Drug response predict with scDrug

scDrug is a database that can be used to predict the drug sensitivity of single cells based on an existing database of drug responses. In the downstream tasks of single cell analysis, especially in tumours, we are fully interested in potential drugs and combination therapies. To this end, we have integrated scDrug’s IC50 prediction and inferCNV to infer the function of tumour cells to build a drug screening pipeline.

Paper: scDrug: From single-cell RNA-seq to drug response prediction

Code: https://github.com/ailabstw/scDrug

Colab_Reproducibility:https://colab.research.google.com/drive/1mayoMO7I7qjYIRjrZEi8r5zuERcxAEcF?usp=sharing

import omicverse as ov
import scanpy as sc
import infercnvpy as cnv
import matplotlib.pyplot as plt
import os

sc.settings.verbosity = 3             # verbosity: errors (0), warnings (1), info (2), hints (3)
sc.settings.set_figure_params(dpi=80, facecolor='white')

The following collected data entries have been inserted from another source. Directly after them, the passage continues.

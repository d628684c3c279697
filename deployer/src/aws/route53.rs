//! Private hosted zone and alias record management

use crate::{aws::resolve, error::Error};
use aws_sdk_route53::{
    types::{
        AliasTarget, Change, ChangeAction, ChangeBatch, HostedZoneConfig, ResourceRecordSet,
        RrType, Vpc, VpcRegion,
    },
    Client,
};
use tracing::{debug, info};
use uuid::Uuid;

/// Finds or creates the private hosted zone associated with the VPC,
/// returning its id
pub async fn ensure_private_zone(
    client: &Client,
    zone: &str,
    vpc_id: &str,
    region: &str,
) -> Result<String, Error> {
    if let Some(id) = resolve::find_hosted_zone(client, zone).await? {
        info!(zone, id = id.as_str(), "hosted zone already exists");
        return Ok(id);
    }

    info!(zone, vpc_id, "creating private hosted zone");
    client
        .create_hosted_zone()
        .name(zone)
        .caller_reference(Uuid::new_v4().to_string())
        .vpc(
            Vpc::builder()
                .vpc_region(VpcRegion::from(region))
                .vpc_id(vpc_id)
                .build(),
        )
        .hosted_zone_config(HostedZoneConfig::builder().private_zone(true).build())
        .send()
        .await
        .map_err(|e| Error::AwsRoute53 {
            operation: "CreateHostedZone",
            source: Box::new(aws_sdk_route53::Error::from(e.into_service_error())),
        })?;

    resolve::find_hosted_zone(client, zone)
        .await?
        .ok_or(Error::ResourceNotFound {
            what: format!("hosted zone {zone} after creating it"),
        })
}

/// Upserts an A alias record pointing at a load balancer
pub async fn upsert_alias(
    client: &Client,
    zone_id: &str,
    record: &str,
    target_dns: &str,
    target_zone_id: &str,
) -> Result<(), Error> {
    let alias = AliasTarget::builder()
        .hosted_zone_id(target_zone_id)
        .dns_name(target_dns)
        .evaluate_target_health(false)
        .build()?;
    let record_set = ResourceRecordSet::builder()
        .name(record)
        .r#type(RrType::A)
        .alias_target(alias)
        .build()?;
    client
        .change_resource_record_sets()
        .hosted_zone_id(zone_id)
        .change_batch(
            ChangeBatch::builder()
                .changes(
                    Change::builder()
                        .action(ChangeAction::Upsert)
                        .resource_record_set(record_set)
                        .build()?,
                )
                .build()?,
        )
        .send()
        .await
        .map_err(|e| Error::AwsRoute53 {
            operation: "ChangeResourceRecordSets",
            source: Box::new(aws_sdk_route53::Error::from(e.into_service_error())),
        })?;
    info!(record, target_dns, "upserted alias record");
    Ok(())
}

/// Deletes the A record with the given name if it exists
pub async fn delete_record_if_exists(
    client: &Client,
    zone_id: &str,
    record: &str,
) -> Result<(), Error> {
    let resp = client
        .list_resource_record_sets()
        .hosted_zone_id(zone_id)
        .start_record_name(record)
        .start_record_type(RrType::A)
        .send()
        .await
        .map_err(|e| Error::AwsRoute53 {
            operation: "ListResourceRecordSets",
            source: Box::new(aws_sdk_route53::Error::from(e.into_service_error())),
        })?;
    let target = resp.resource_record_sets().iter().find(|rrs| {
        resolve::normalize_dns_name(rrs.name()) == resolve::normalize_dns_name(record)
            && rrs.r#type().as_str() == "A"
    });
    let Some(record_set) = target else {
        info!(record, "record does not exist, nothing to delete");
        return Ok(());
    };
    client
        .change_resource_record_sets()
        .hosted_zone_id(zone_id)
        .change_batch(
            ChangeBatch::builder()
                .changes(
                    Change::builder()
                        .action(ChangeAction::Delete)
                        .resource_record_set(record_set.clone())
                        .build()?,
                )
                .build()?,
        )
        .send()
        .await
        .map_err(|e| Error::AwsRoute53 {
            operation: "ChangeResourceRecordSets",
            source: Box::new(aws_sdk_route53::Error::from(e.into_service_error())),
        })?;
    info!(record, "deleted record");
    Ok(())
}

/// Deletes every record in the zone apart from the NS/SOA pair the zone
/// cannot live without
async fn delete_extra_records(client: &Client, zone_id: &str) -> Result<(), Error> {
    let resp = client
        .list_resource_record_sets()
        .hosted_zone_id(zone_id)
        .send()
        .await
        .map_err(|e| Error::AwsRoute53 {
            operation: "ListResourceRecordSets",
            source: Box::new(aws_sdk_route53::Error::from(e.into_service_error())),
        })?;
    for record_set in resp.resource_record_sets() {
        let kind = record_set.r#type().as_str();
        if kind == "NS" || kind == "SOA" {
            continue;
        }
        debug!(
            record = record_set.name(),
            kind, "deleting leftover record"
        );
        client
            .change_resource_record_sets()
            .hosted_zone_id(zone_id)
            .change_batch(
                ChangeBatch::builder()
                    .changes(
                        Change::builder()
                            .action(ChangeAction::Delete)
                            .resource_record_set(record_set.clone())
                            .build()?,
                    )
                    .build()?,
            )
            .send()
            .await
            .map_err(|e| Error::AwsRoute53 {
                operation: "ChangeResourceRecordSets",
                source: Box::new(aws_sdk_route53::Error::from(e.into_service_error())),
            })?;
    }
    Ok(())
}

/// Deletes the hosted zone and its records; an absent zone is a no-op
pub async fn delete_zone_if_exists(client: &Client, zone: &str) -> Result<(), Error> {
    let Some(id) = resolve::find_hosted_zone(client, zone).await? else {
        info!(zone, "hosted zone does not exist, nothing to delete");
        return Ok(());
    };
    delete_extra_records(client, &id).await?;
    client
        .delete_hosted_zone()
        .id(&id)
        .send()
        .await
        .map_err(|e| Error::AwsRoute53 {
            operation: "DeleteHostedZone",
            source: Box::new(aws_sdk_route53::Error::from(e.into_service_error())),
        })?;
    info!(zone, id = id.as_str(), "deleted hosted zone");
    Ok(())
}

Infer the Tumor from scRNA-seq

Here we use Infercnvpy’s example data to complete the tumour analysis, you can also refer to the official tutorial for this step: https://infercnvpy.readthedocs.io/en/latest/notebooks/tutorial_3k.html

So, we provide a utility function ov.utils.get_gene_annotation to supplement the coordinate information from GTF files. The following usage assumes that the adata.var_names correspond to “gene_name” attribute in the GTF file. For other cases, please check the function documentation.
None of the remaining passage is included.